1. It is SO interesting that we are recycling less but care more about sustainability. That seems like such a contradiction in my mind. Having spent my M.A. years in the Faculty of Environment, I was exposed first hand to all kinds of research about how humans are destroying the planet (which I am forever grateful for).

  2. Ugh, the not recycling thing gets me too. (Of course, not buying in the first place is best, but baby steps). My dad, who works in water resource management, never recycles. I asked why a hundred times in high school/college, and he says “It doesn’t make a difference really”. #facepalm. But the good stats are sort of hopeful. I hate to say it, but a few rough years of the market tend to bring out better habits in people… from saving more, to acting more frugally in general, less food waste and “stuff” buying, and caring more for your family and community. Wish we could tap into that without job losses and poverty and foreclosures…

  3. Rebecca

    To answer your question, yes. I spent most of my high school years watching gobs of movies. My best friend rented “The Changeling” and we too, were having pizza – there was one point in the film that both of us screamed and knocked the couch over backwards – flipping us over with it – pizza flying, the works. Her dad came running downstairs to check on us… we were laughing so hard we couldn’t move. We might have been in a little bit of trouble…. the statistics are fascinating and contradict in some areas. LOVE statistics. I have to admit, I cracked up laughing to hear Millennials “want” to be millionaires… um… who doesn’t? I could comment more, especially having hired many of them… but I wont. I think you and others have opened a lot of eyes to a new way of looking at things and in prioritizing what you really want out of your life. This is a game changer – and makes me hopeful for the future.

    • Yay! I’m glad you’re feeling hopeful. I also thought it was weird the some people surveyed didn’t want to be millionaires? My hope it they are holding out for billionaire status.

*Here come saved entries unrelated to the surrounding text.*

//! Migration Tests
//!
//! `Migrator::update` in its three shapes, predicate filtering, per-page commits
//! and failure behavior.

mod common;

use common::*;
use serde_json::json;
use std::sync::Arc;
use traverser_core::config::TraversalConfigOverrides;
use traverser_core::migration::{
    create_migrator, predicate_fn, FieldPath, Migrator, UpdateArg, UpdateRequest,
};
use traverser_core::{MemoryCollection, MemoryDocument, TraversalError, UpdateSummary};

fn migrator_over(
    collection: &MemoryCollection,
    overrides: TraversalConfigOverrides,
) -> Migrator<MemoryCollection, MemoryCollection> {
    create_migrator(
        Arc::new(collection.clone()),
        Arc::new(collection.clone()),
        &overrides,
    )
    .expect("valid config")
}

fn is_even(doc: &MemoryDocument) -> bool {
    doc.get("n").and_then(|n| n.as_u64()).is_some_and(|n| n % 2 == 0)
}

#[tokio::test]
async fn field_update_skips_documents_failing_predicate() {
    let collection = numbered_collection(3);
    let writer = Arc::new(CountingWriter::new(collection.clone()));
    let migrator = create_migrator(
        Arc::new(collection.clone()),
        writer.clone(),
        &TraversalConfigOverrides::new(),
    )
    .unwrap();

    let summary = migrator
        .update(
            UpdateRequest::field("status", "archived")
                .when(|doc: &MemoryDocument| doc.id != "doc-0001"),
        )
        .await
        .unwrap();

    assert_eq!(summary, UpdateSummary { batch_count: 1, updated_doc_count: 2 });
    assert_eq!(writer.commit_attempts(), 1);
    assert_eq!(collection.get("doc-0000").unwrap().get("status"), Some(&json!("archived")));
    assert_eq!(collection.get("doc-0001").unwrap().get("status"), Some(&json!("active")));
    assert_eq!(collection.get("doc-0002").unwrap().get("status"), Some(&json!("archived")));
}

#[tokio::test]
async fn data_update_counts_only_matching_documents() {
    let collection = numbered_collection(25);
    let migrator = migrator_over(&collection, TraversalConfigOverrides::new().batch_size(10));

    let summary = migrator
        .update(UpdateRequest::data(object(json!({"parity": "even"}))).when(is_even))
        .await
        .unwrap();

    assert_eq!(summary, UpdateSummary { batch_count: 3, updated_doc_count: 13 });
    let tagged = collection
        .documents()
        .into_iter()
        .filter(|doc| doc.get("parity").is_some())
        .count();
    assert_eq!(tagged, 13);
    assert_eq!(collection.commit_count(), 3);
}

#[tokio::test]
async fn computed_update_uses_each_document() {
    let collection = numbered_collection(6);
    let migrator = migrator_over(&collection, TraversalConfigOverrides::new().batch_size(4));

    let summary = migrator
        .update_computed(
            |doc: &MemoryDocument| {
                let n = doc.get("n").and_then(|n| n.as_u64()).unwrap_or_default();
                object(json!({"square": n * n, "meta.source": doc.id}))
            },
            None,
        )
        .await
        .unwrap();

    assert_eq!(summary, UpdateSummary { batch_count: 2, updated_doc_count: 6 });
    let doc = collection.get("doc-0005").unwrap();
    assert_eq!(doc.get("square"), Some(&json!(25)));
    assert_eq!(doc.get("meta.source"), Some(&json!("doc-0005")));
}

#[tokio::test]
async fn all_update_shapes_are_equivalent() {
    let predicate = predicate_fn(is_even);
    let overrides = || TraversalConfigOverrides::new().batch_size(4).max_concurrent_batch_count(2);

    let by_field = numbered_collection(17);
    let field_summary = migrator_over(&by_field, overrides())
        .update_field("status", "archived", Some(predicate.clone()))
        .await
        .unwrap();

    let by_data = numbered_collection(17);
    let data_summary = migrator_over(&by_data, overrides())
        .update_data(object(json!({"status": "archived"})), Some(predicate.clone()))
        .await
        .unwrap();

    let by_getter = numbered_collection(17);
    let getter_summary = migrator_over(&by_getter, overrides())
        .update_computed(|_| object(json!({"status": "archived"})), Some(predicate))
        .await
        .unwrap();

    assert_eq!(field_summary, UpdateSummary { batch_count: 5, updated_doc_count: 9 });
    assert_eq!(field_summary, data_summary);
    assert_eq!(field_summary, getter_summary);
    assert_eq!(by_field.documents(), by_data.documents());
    assert_eq!(by_field.documents(), by_getter.documents());
}

#[tokio::test]
async fn positional_arguments_resolve_to_each_shape() {
    let collection = numbered_collection(5);
    let migrator = migrator_over(&collection, TraversalConfigOverrides::new());

    let summary = migrator
        .update_args(vec![UpdateArg::value("status"), UpdateArg::value("archived")])
        .await
        .unwrap();
    assert_eq!(summary.updated_doc_count, 5);

    let summary = migrator
        .update_args(vec![
            UpdateArg::value(json!({"flag": true})),
            UpdateArg::predicate(is_even),
        ])
        .await
        .unwrap();
    assert_eq!(summary.updated_doc_count, 3);

    let summary = migrator
        .update_args(vec![
            UpdateArg::getter(|doc: &MemoryDocument| object(json!({"copy": doc.id}))),
            UpdateArg::predicate(|doc: &MemoryDocument| doc.id == "doc-0004"),
        ])
        .await
        .unwrap();
    assert_eq!(summary.updated_doc_count, 1);

    let summary = migrator
        .update_args(vec![
            UpdateArg::Path(FieldPath::from("meta.version")),
            UpdateArg::value(2),
            UpdateArg::predicate(is_even),
        ])
        .await
        .unwrap();
    assert_eq!(summary.updated_doc_count, 3);

    let doc = collection.get("doc-0004").unwrap();
    assert_eq!(doc.get("status"), Some(&json!("archived")));
    assert_eq!(doc.get("flag"), Some(&json!(true)));
    assert_eq!(doc.get("copy"), Some(&json!("doc-0004")));
    assert_eq!(doc.get("meta.version"), Some(&json!(2)));
}

#[tokio::test]
async fn invalid_requests_fail_before_traversal() {
    let collection = numbered_collection(3);
    let writer = Arc::new(CountingWriter::new(collection.clone()));
    let migrator = create_migrator(
        Arc::new(collection.clone()),
        writer.clone(),
        &TraversalConfigOverrides::new(),
    )
    .unwrap();

    let empty = migrator.update(UpdateRequest::data(Default::default())).await;
    assert!(matches!(empty, Err(TraversalError::Validation(_))));

    let malformed = migrator.update_args(vec![UpdateArg::value(42)]).await;
    assert!(matches!(malformed, Err(TraversalError::Validation(_))));

    assert_eq!(writer.commit_attempts(), 0);
}

#[tokio::test]
async fn batches_with_no_matches_do_not_commit() {
    let collection = numbered_collection(20);
    let writer = Arc::new(CountingWriter::new(collection.clone()));
    let migrator = create_migrator(
        Arc::new(collection.clone()),
        writer.clone(),
        &TraversalConfigOverrides::new().batch_size(5),
    )
    .unwrap();

    let summary = migrator
        .update(
            UpdateRequest::field("status", "archived")
                .when(|doc: &MemoryDocument| doc.id.as_str() < "doc-0007"),
        )
        .await
        .unwrap();

    assert_eq!(summary, UpdateSummary { batch_count: 4, updated_doc_count: 7 });
    assert_eq!(writer.commit_attempts(), 2);
}

#[tokio::test]
async fn fetch_failure_keeps_earlier_commits() {
    let collection = numbered_collection(30);
    let source = Arc::new(FlakyTraversable::new(collection.clone(), 1));
    let migrator = create_migrator(
        source,
        Arc::new(collection.clone()),
        &TraversalConfigOverrides::new().batch_size(10),
    )
    .unwrap();

    let result = migrator.update(UpdateRequest::field("status", "archived")).await;
    assert!(matches!(result, Err(TraversalError::Fetch { batch_index: 1, .. })));

    // The first page committed before the second fetch failed, and stays committed
    assert_eq!(collection.commit_count(), 1);
    let archived: Vec<String> = collection
        .documents()
        .into_iter()
        .filter(|doc| doc.get("status") == Some(&json!("archived")))
        .map(|doc| doc.id)
        .collect();
    assert_eq!(archived, (0..10).map(|i| format!("doc-{i:04}")).collect::<Vec<_>>());
}

#[tokio::test]
async fn commit_failure_surfaces_as_commit_error() {
    let collection = numbered_collection(30);
    let writer = Arc::new(CountingWriter::new(collection.clone()).failing_on_commit(1));
    let migrator = create_migrator(
        Arc::new(collection.clone()),
        writer.clone(),
        &TraversalConfigOverrides::new().batch_size(10),
    )
    .unwrap();

    let result = migrator.update(UpdateRequest::field("status", "archived")).await;
    assert!(matches!(result, Err(TraversalError::Commit { batch_index: 1, .. })));
    assert_eq!(writer.commit_attempts(), 2);
    assert_eq!(collection.commit_count(), 1);
    assert_eq!(collection.get("doc-0015").unwrap().get("status"), Some(&json!("active")));
}

#[tokio::test]
async fn missing_document_fails_the_whole_page() {
    let collection = numbered_collection(4);
    let migrator = migrator_over(&collection, TraversalConfigOverrides::new());

    // Deleted between the read and the commit
    let doomed = collection.clone();
    let result = migrator
        .update(UpdateRequest::field("status", "archived").when(move |doc: &MemoryDocument| {
            if doc.id == "doc-0003" {
                doomed.remove("doc-0003");
            }
            true
        }))
        .await;

    assert!(matches!(result, Err(TraversalError::Commit { batch_index: 0, .. })));
    assert_eq!(collection.get("doc-0000").unwrap().get("status"), Some(&json!("active")));
    assert_eq!(collection.commit_count(), 0);
}

#[tokio::test]
async fn empty_computed_update_is_a_stage_error() {
    let collection = numbered_collection(2);
    let migrator = migrator_over(&collection, TraversalConfigOverrides::new());

    let result = migrator
        .update(UpdateRequest::computed(|_: &MemoryDocument| Default::default()))
        .await;
    assert!(matches!(result, Err(TraversalError::Stage { batch_index: 0, .. })));
}

#[tokio::test]
async fn migrator_respects_document_ceiling() {
    let collection = numbered_collection(25);
    let migrator = migrator_over(&collection, TraversalConfigOverrides::new().batch_size(10))
        .with_config(&TraversalConfigOverrides::new().max_doc_count(12))
        .unwrap();
    assert_eq!(migrator.traverser().config().max_doc_count, 12);
    assert_eq!(migrator.traverser().config().batch_size, 10);

    let summary = migrator.update(UpdateRequest::field("status", "archived")).await.unwrap();
    assert_eq!(summary, UpdateSummary { batch_count: 2, updated_doc_count: 12 });
    assert_eq!(collection.get("doc-0012").unwrap().get("status"), Some(&json!("active")));
}

#[tokio::test]
async fn predicate_error_fails_update_with_its_batch() {
    let collection = numbered_collection(25);
    let migrator = migrator_over(&collection, TraversalConfigOverrides::new().batch_size(10));

    let result = migrator
        .update(
            UpdateRequest::field("status", "archived").try_when(|doc: &MemoryDocument| {
                if doc.id == "doc-0013" {
                    anyhow::bail!("owner lookup failed");
                }
                Ok(true)
            }),
        )
        .await;

    match result {
        Err(TraversalError::Handler { batch_index, reason }) => {
            assert_eq!(batch_index, 1);
            assert!(reason.contains("owner lookup failed"), "reason: {reason}");
        }
        other => panic!("expected handler error, got {other:?}"),
    }
    // Page 0 committed before page 1 failed; nothing of page 1 was written
    assert_eq!(collection.commit_count(), 1);
    assert_eq!(collection.get("doc-0009").unwrap().get("status"), Some(&json!("archived")));
    assert_eq!(collection.get("doc-0010").unwrap().get("status"), Some(&json!("active")));
}

#[tokio::test]
async fn getter_error_fails_update_with_its_batch() {
    let collection = numbered_collection(12);
    let writer = Arc::new(CountingWriter::new(collection.clone()));
    let migrator = create_migrator(
        Arc::new(collection.clone()),
        writer.clone(),
        &TraversalConfigOverrides::new().batch_size(5),
    )
    .unwrap();
    assert!(Arc::ptr_eq(migrator.writer(), &writer));

    let result = migrator
        .update(UpdateRequest::try_computed(|doc: &MemoryDocument| {
            match doc.get("n").and_then(|n| n.as_u64()) {
                Some(n) if n < 10 => Ok(object(json!({"rank": n}))),
                _ => Err(anyhow::anyhow!("no rank for {}", doc.id)),
            }
        }))
        .await;

    assert!(matches!(result, Err(TraversalError::Handler { batch_index: 2, .. })));
    assert_eq!(writer.commit_attempts(), 2);
    assert_eq!(collection.get("doc-0009").unwrap().get("rank"), Some(&json!(9)));
}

    • I was wondering if maybe some people’s skepticism about how much of that actually gets recycled is a factor. BUT the chances of something in the trash bin getting recycled are zero. So why not try, it seems…

  4. Hannah

    I agree, the not recycling thing is so shocking- I too grew up being drilled with reduce/re-use/recycle and have done the same to my own elementary schoolers 🙂 I’ve heard some millennial & gen x-ers justify not recycling recyclable packaging pieces like cardboard or tissue paper because it “doesn’t make a difference”. Um.

    • But. But. But.

      I don’t get it. Of course, I’d love for companies to enact change and for there to be sweeping legislation even to make sure that it actually gets done. In the meantime, though, I can do my own individual part. Plus, I can vote and vote with my dollars to support people who do care about the environment.

      ::steps off soapbox::

  5. Not having to recycle feels like you are not helping out the environment and when you think about it, it’s not that difficult to do. Their are many places to recycle paper, bottles, paper etc..even in your home where you have a recycle bin.
    Hand me down toys are the way to go. We try to get toys from other sources like craigslist and nextdoor so we don’t have to worry about buying them. Although we do end up buying some toys because our son prefers certain ones like constructions trucks, we make an effort to provide as many second hand ones to him.

    • I think that’s an excellent approach. We try to make do with what we are given and just fill in with what’s needed when it comes to toys and clothes. Now, though, I am trying to force myself to be better about doing the same. I need to keep passing things along rather than trying to make 29 cents from them.

  6. So do you think the 25% of non-recycling millennials is the other piece to the 3 out of 4 millennials who want sustainability?

    Or do you think there is some weird overlap and there are groups of millennials who buy sustainable products but won’t recycle the packaging they come in?

    This is odd to me as a recycling Gen-X’er.

  7. I’m glad we ended with some positive trends there, friend. The first five (especially recycling) got me a little bummed.

    I agree it’s nice to see median incomes rising but not nearly fast enough to account for the increases in rents, education, and healthcare costs. I’m happy to get any gains we can, but a lot more needs to be done to give labor its fair share of the pie.

  8. Jane

    I read somewhere (Forbes?) an extremely interesting article pointing out that our stats about national savings rates actually aren’t terribly helpful because they don’t account for demographic shifts.

    So when you say the savings rate is 8% nationally it sounds like Person A and Person B both get $100 each and save $8/pp (or whatever numbers you like – A saves $15 and B saves $1). In reality, though, person A might be saving 16% and Person B might have a negative savings rates because Person B is retired and is drawing down her savings. (Which is a totally normal and unproblematic thing to do, so long as you don’t run out of money early.) So you could theoretically have a savings rate of 0% nationally where everyone was doing fine, just because there are equal or more retirees with negative savings rates than people who are still working who need a positive savings rate. And, in fact, the article concluded, we are heading toward a demographic point where we might have about equal retirees and working people because Boomers are such a large generation. That means our savings rate could drop potentially to 0%.

    That doesn’t mean we’re doing fine; it just means it’s too imprecise to talk about national savings rates without breaking it down further.